Subject: Average calculation over non-uniform samples

From: Lior Hadad

Date: 22 Sep, 2010 21:39:05

Message: 1 of 18

Hello
I have a vector contains a time(= t) and a value( = y).
The sample rate is non-uniform and the value y between two samples is constant and equal to the first sample.
Is there any easy way of getting a windowed moving average of the vector?

e.g:
t = [5 61 100 101 102 105 2000 2002];
y = [1 0 1 2 5 0 1 0];
Explain: before t = 5 the value y is zero at t=5 the y change to 1 and stay constant till t<61 at t=61 the value change to zero till t<100 and so on…
So the signal behavior is like stairs(t,y);

I need to calculate the average y over a sliding window.
The vector is pretty huge(more than 1e6 samples) so efficiency and size need to be taken care.

Thanks

Subject: Average calculation over non-uniform samples

From: Walter Roberson

Date: 22 Sep, 2010 21:47:24

Message: 2 of 18

On 10-09-22 04:39 PM, Lior Hadad wrote:

> I have a vector contains a time(= t) and a value( = y).
> The sample rate is non-uniform and the value y between two samples is
> constant and equal to the first sample. Is there any easy way of getting
> a windowed moving average of the vector?

Based upon your example, I do understand the data structure, but I would ask
about the properties of the window. Is the window purely based upon the
current sample and the N-1 previous samples, or is the window centered on the
current sample and involves look-aheads ?

Also, what output representation do you want? The same kind of representation
could be used: providing you don't want something like an exponential die-off,
once you are N samples in to a constant block, the moving average would become
equal to the constant and would hold until the next threshold.

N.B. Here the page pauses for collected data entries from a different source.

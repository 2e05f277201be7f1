// CLI error types

use keymap_cleaner::{CleanerError, ConfigError, HostError, RegistryError};
use thiserror::Error;

/// CLI-specific errors
#[derive(Error, Debug)]
pub enum CliError {
    #[error("Invalid argument: {message}")]
    InvalidArgument { message: String },

    #[error("IO error: {0}")]
    Io(#[from] std::io::Error),

    #[error("Configuration error: {0}")]
    Config(String),

    #[error("Registry error: {0}")]
    Registry(#[from] RegistryError),

    #[error("Host error: {0}")]
    Host(#[from] HostError),

    #[error("No editor command list was read; built-in commands are unknown")]
    IncompleteRegistry,

    #[error("{0}")]
    Cleaner(#[from] CleanerError),

    #[error("{0} problem(s) found")]
    DiagnosticsFound(usize),

    #[error("Internal error: {0}")]
    Internal(String),
}

impl From<ConfigError> for CliError {
    fn from(e: ConfigError) -> Self {
        CliError::Config(e.to_string())
    }
}

impl CliError {
    /// Get a user-friendly error message with suggestions
    pub fn user_message(&self) -> String {
        match self {
            CliError::InvalidArgument { message } => {
                format!(
                    "Invalid argument: {}\n\nRun 'keymap-cleaner --help' for usage information.",
                    message
                )
            }
            CliError::Io(e) => {
                format!("File operation failed: {}", e)
            }
            CliError::Config(msg) => {
                format!(
                    "Configuration error: {}\n\nRun 'keymap-cleaner config' to check your configuration.",
                    msg
                )
            }
            CliError::Registry(e) => {
                format!(
                    "Could not collect known commands: {}\n\nPass --commands FILE or --extensions-dir DIR.",
                    e
                )
            }
            CliError::Host(e) => {
                format!("Could not update the keybindings file: {}", e)
            }
            CliError::IncompleteRegistry => {
                "No editor command list was read, so every built-in command would look unknown and its keybindings would be deleted.\n\nPass --commands FILE with a snapshot of the editor's commands, or --force to edit anyway.".to_string()
            }
            CliError::Cleaner(CleanerError::ParseError(e)) => {
                format!(
                    "The keybindings file is not valid JSON: {}\n\nFix the syntax error before cleaning.",
                    e
                )
            }
            CliError::Cleaner(CleanerError::RegistryError(e)) => {
                format!(
                    "Could not collect known commands: {}\n\nPass --commands FILE or --extensions-dir DIR.",
                    e
                )
            }
            CliError::Cleaner(e) => e.to_string(),
            CliError::DiagnosticsFound(count) => {
                format!("{} problem(s) found", count)
            }
            CliError::Internal(msg) => {
                format!("Internal error: {}\n\nPlease report this issue.", msg)
            }
        }
    }

    /// Process exit code for this error
    pub fn exit_code(&self) -> i32 {
        match self {
            CliError::DiagnosticsFound(_) => 2,
            _ => 1,
        }
    }

    /// Get technical details for verbose mode
    pub fn technical_details(&self) -> String {
        format!("{:?}", self)
    }
}

pub type CliResult<T> = Result<T, CliError>;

I gather from your example of time 2000 and 2002 that any given window might
include more than one transition. Is there a particular limit on the number of
transitions possible, other than the possibility of every sample in the window
being different?

Also, to cross-check just in case: the times are all integral, right?

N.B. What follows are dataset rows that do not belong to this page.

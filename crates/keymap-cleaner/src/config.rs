//! Configuration for the cleaner and its hosts
//!
//! Loaded from an optional TOML file, then overlaid by `KEYMAP_CLEANER_*`
//! environment variables:
//!
//! ```toml
//! app_folder = "Code - Insiders"
//! extensions_dirs = ["/home/me/.vscode-insiders/extensions"]
//! commands_file = "/home/me/commands.json"
//! log_level = "debug"
//! ```

use std::path::{Path, PathBuf};

use config::{Config, Environment, File};
use serde::{Deserialize, Serialize};

use crate::error::ConfigError;
use crate::target::default_keybindings_path;

/// Default label stamped on diagnostics
pub const DEFAULT_DIAGNOSTIC_SOURCE: &str = "keymap-cleaner";

/// Default folder name of the editor under the platform config dir
pub const DEFAULT_APP_FOLDER: &str = "Code";

/// Prefix of environment overrides
pub const ENV_PREFIX: &str = "KEYMAP_CLEANER";

/// Cleaner configuration
#[derive(Debug, Clone, PartialEq, Eq, Serialize, Deserialize)]
#[serde(default)]
pub struct CleanerConfig {
    /// Editor folder under the platform config dir (`Code`, `Code - Insiders`, ...)
    pub app_folder: String,
    /// Explicit keybindings file, overriding the derived default
    pub keybindings_path: Option<PathBuf>,
    /// JSON snapshot of the host's command lists
    pub commands_file: Option<PathBuf>,
    /// Directories holding installed extensions
    pub extensions_dirs: Vec<PathBuf>,
    /// Label stamped on diagnostics
    pub diagnostic_source: String,
    pub log_level: String,
}

impl Default for CleanerConfig {
    fn default() -> Self {
        Self {
            app_folder: DEFAULT_APP_FOLDER.to_string(),
            keybindings_path: None,
            commands_file: None,
            extensions_dirs: default_extensions_dirs(),
            diagnostic_source: DEFAULT_DIAGNOSTIC_SOURCE.to_string(),
            log_level: "info".to_string(),
        }
    }
}

impl CleanerConfig {
    /// Default config file location
    pub fn default_path() -> PathBuf {
        dirs::config_dir()
            .unwrap_or_else(|| PathBuf::from("."))
            .join("keymap-cleaner")
            .join("config.toml")
    }

    /// Load from `path` (missing file is fine) plus environment overrides
    pub fn load_from(path: &Path) -> Result<Self, ConfigError> {
        let builder = Config::builder()
            .add_source(File::from(path.to_path_buf()).required(false))
            .add_source(Environment::with_prefix(ENV_PREFIX));

        let config = builder
            .build()
            .map_err(|e| ConfigError::Parse(e.to_string()))?;
        let loaded: CleanerConfig = config
            .try_deserialize()
            .map_err(|e| ConfigError::Parse(e.to_string()))?;

        loaded.validate()?;
        Ok(loaded)
    }

    pub fn validate(&self) -> Result<(), ConfigError> {
        if self.app_folder.trim().is_empty() {
            return Err(ConfigError::Validation(
                "app_folder must not be empty".to_string(),
            ));
        }
        if self.diagnostic_source.trim().is_empty() {
            return Err(ConfigError::Validation(
                "diagnostic_source must not be empty".to_string(),
            ));
        }
        Ok(())
    }

    /// Keybindings file this configuration targets
    pub fn resolved_keybindings_path(&self) -> Option<PathBuf> {
        self.keybindings_path
            .clone()
            .or_else(|| default_keybindings_path(&self.app_folder))
    }

    /// Render as TOML
    pub fn to_toml_string(&self) -> Result<String, ConfigError> {
        toml::to_string_pretty(self).map_err(|e| ConfigError::Serialization(e.to_string()))
    }
}

fn default_extensions_dirs() -> Vec<PathBuf> {
    dirs::home_dir()
        .map(|home| vec![home.join(".vscode").join("extensions")])
        .unwrap_or_default()
}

Subject: Average calculation over non-uniform samples

From: Sean

Date: 22 Sep, 2010 22:07:04

Message: 3 of 18

"Lior Hadad" <lior_hadad@yahoo.com> wrote in message <i7dt1p$r28$1@fred.mathworks.com>...
> Hello
> I have a vector contains a time(= t) and a value( = y).
> The sample rate is non-uniform and the value y between two samples is constant and equal to the first sample.
> Is there any easy way of getting a windowed moving average of the vector?
>
> e.g:
> t = [5 61 100 101 102 105 2000 2002];
> y = [1 0 1 2 5 0 1 0];
> Explain: before t = 5 the value y is zero at t=5 the y change to 1 and stay constant till t<61 at t=61 the value change to zero till t<100 and so on…
> So the signal behavior is like stairs(t,y);
>
> I need to calculate the average y over a sliding window.
> The vector is pretty huge(more than 1e6 samples) so efficiency and size need to be taken care.
>
> Thanks

One way, though it will have to expand the entire vector:
%%%
t = [1 5 61 100 101 102 105 2000 2002];
y = [nan 1 0 1 2 5 0 1 0];

clear idx
idx(t) = 1;
idx = cumsum(idx);
wsz = 7; %window size

newy = y(idx);
averaged = smooth(newy,wsz,'moving');

Subject: Average calculation over non-uniform samples

From: Lior Hadad

Date: 22 Sep, 2010 23:23:24

Message: 4 of 18

Walter Roberson <roberson@hushmail.com> wrote in message <i7dtm1$3f8$1@canopus.cc.umanitoba.ca>...
> On 10-09-22 04:39 PM, Lior Hadad wrote:
>
> > I have a vector contains a time(= t) and a value( = y).
> > The sample rate is non-uniform and the value y between two samples is
> > constant and equal to the first sample. Is there any easy way of getting
> > a windowed moving average of the vector?
>
> Based upon your example, I do understand the data structure, but I would ask
> about the properties of the window. Is the window purely based upon the
> current sample and the N-1 previous samples, or is the window centered on the
> current sample and involves look-aheads ?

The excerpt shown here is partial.